Below are several entries. Transcribe exactly those lines that fall from the one with "None => url.split_once(':').map_or(url, |(_, rest)|" through the one with "has no extension.", end lines included.

RECORD SET:
------------------------------------------------------------

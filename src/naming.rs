//! Local filename derivation for fetched images.
//!
//! A name is taken from the last URL path segment, filtered down to a safe
//! character set, and suffixed with `_1`, `_2`, ... when it would collide
//! with a file already in the output directory.

use std::fs;
use std::path::{Path, PathBuf};

use url::Url;

/// Used when the URL has no usable filename.
pub const DEFAULT_FILENAME: &str = "downloaded_image.jpg";

/// Extracts a candidate filename from the final path segment of `url`.
///
/// The segment is taken from the text as given, so spaces and non-ASCII
/// characters are not percent-encoded. Falls back to [`DEFAULT_FILENAME`]
/// when the segment is empty or has no extension, or when `url` does not
/// parse.
pub fn derive_filename(url: &str) -> String {
    if Url::parse(url).is_err() {
        return DEFAULT_FILENAME.to_string();
    }

    let segment = raw_path(url).rsplit('/').next().unwrap_or_default();

    if segment.is_empty() || !segment.contains('.') {
        DEFAULT_FILENAME.to_string()
    } else {
        segment.to_string()
    }
}

/// The path of `url` without scheme, authority, query or fragment.
fn raw_path(url: &str) -> &str {
    let url = url.split(['#', '?']).next().unwrap_or_default();

    match url.split_once("://") {
        Some((_, rest)) => rest.find('/').map_or("", |i| &rest[i..]),
        None => url.split_once(':').map_or(url, |(_, rest)| rest),
    }
}

/// Keeps alphanumerics plus space, `.`, `_` and `-`, then trims trailing
/// whitespace. Everything else is dropped, not replaced.
pub fn sanitize_filename(name: &str) -> String {
    name.chars()
        .filter(|c| c.is_alphanumeric() || matches!(c, ' ' | '.' | '_' | '-'))
        .collect::<String>()
        .trim_end()
        .to_string()
}

/// Derives and sanitizes the filename for `url`, never returning a name that
/// cannot be created as a regular file.
pub fn filename_for_url(url: &str) -> String {
    let sanitized = sanitize_filename(&derive_filename(url));

    if sanitized.is_empty() || sanitized == "." || sanitized == ".." {
        DEFAULT_FILENAME.to_string()
    } else {
        sanitized
    }
}

/// Splits `name` into base and extension, the extension keeping its dot.
///
/// Leading dots belong to the base, so `.hidden` has no extension.
pub fn split_extension(name: &str) -> (&str, &str) {
    let leading = name.len() - name.trim_start_matches('.').len();

    match name[leading..].rfind('.') {
        Some(i) => name.split_at(leading + i),
        None => (name, ""),
    }
}

/// Returns `dir/name`, or the first `dir/{base}_{n}{ext}` that is not taken.
///
/// Any directory entry counts as taken, including dangling symlinks.
pub fn unique_path(dir: &Path, name: &str) -> PathBuf {
    let candidate = dir.join(name);
    if !is_taken(&candidate) {
        return candidate;
    }

    let (base, ext) = split_extension(name);
    let mut counter = 1u64;

    loop {
        let path = dir.join(format!("{base}_{counter}{ext}"));
        if !is_taken(&path) {
            return path;
        }
        counter += 1;
    }
}

fn is_taken(path: &Path) -> bool {
    fs::symlink_metadata(path).is_ok()
}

------------------------------------------------------------

ANSWER SPACE:
        None => url.split_once(':').map_or(url, |(_, rest)| rest),
    }
}

/// Keeps alphanumerics plus space, `.`, `_` and `-`, then trims trailing
/// whitespace. Everything else is dropped, not replaced.
pub fn sanitize_filename(name: &str) -> String {
    name.chars()
        .filter(|c| c.is_alphanumeric() || matches!(c, ' ' | '.' | '_' | '-'))
        .collect::<String>()
        .trim_end()
        .to_string()
}

/// Derives and sanitizes the filename for `url`, never returning a name that
/// cannot be created as a regular file.
pub fn filename_for_url(url: &str) -> String {
    let sanitized = sanitize_filename(&derive_filename(url));

    if sanitized.is_empty() || sanitized == "." || sanitized == ".." {
        DEFAULT_FILENAME.to_string()
    } else {
        sanitized
    }
}

/// Splits `name` into base and extension, the extension keeping its dot.
///
/// Leading dots belong to the base, so `.hidden` has no extension.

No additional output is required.